Task requirements: Search the entries for the word "bytes" and return every line where it is found.

(Excerpted data)

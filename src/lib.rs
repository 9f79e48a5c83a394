#![cfg_attr(not(feature = "std"), no_std)]

//! The Keccak-f[1600] permutation and the SHA-3 hash functions built on it.
//!
//! ```
//! let digest = kryptonsponge::keccak256(b"abc");
//! assert_eq!(digest[.. 4], [0x3a, 0x98, 0x5d, 0xa7]);
//! ```

// to prevent broken links when building documentation in #![no_std] mode
#[cfg(all(not(feature = "std"), doc))]
extern crate std;

pub mod keccak;

mod error;

pub use error::{Error, Result};

#[doc(inline)]
pub use keccak::sha3;

#[doc(inline)]
pub use keccak::sponge;

/// Returns the SHA3-256 digest of the byte slice passed to it.
///
/// Each call owns its own state, so this can be called from any number of
/// threads at once.
pub fn keccak256(bytes: &[u8]) -> [u8; 32] {
	sha3::sha3_256(bytes)
}

#[test]
fn keccak256_is_sha3_256() {
	let input = [0x5a; 300];

	assert_eq!(keccak256(&input), sha3::sha3_256(&input));
	assert_eq!(keccak256(b"abc"), keccak256(b"abc"));
	assert_ne!(keccak256(b"abc"), keccak256(&keccak256(b"abc")));
}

(End Excerpted data)

Answer section:
pub fn keccak256(bytes: &[u8]) -> [u8; 32] {
	sha3::sha3_256(bytes)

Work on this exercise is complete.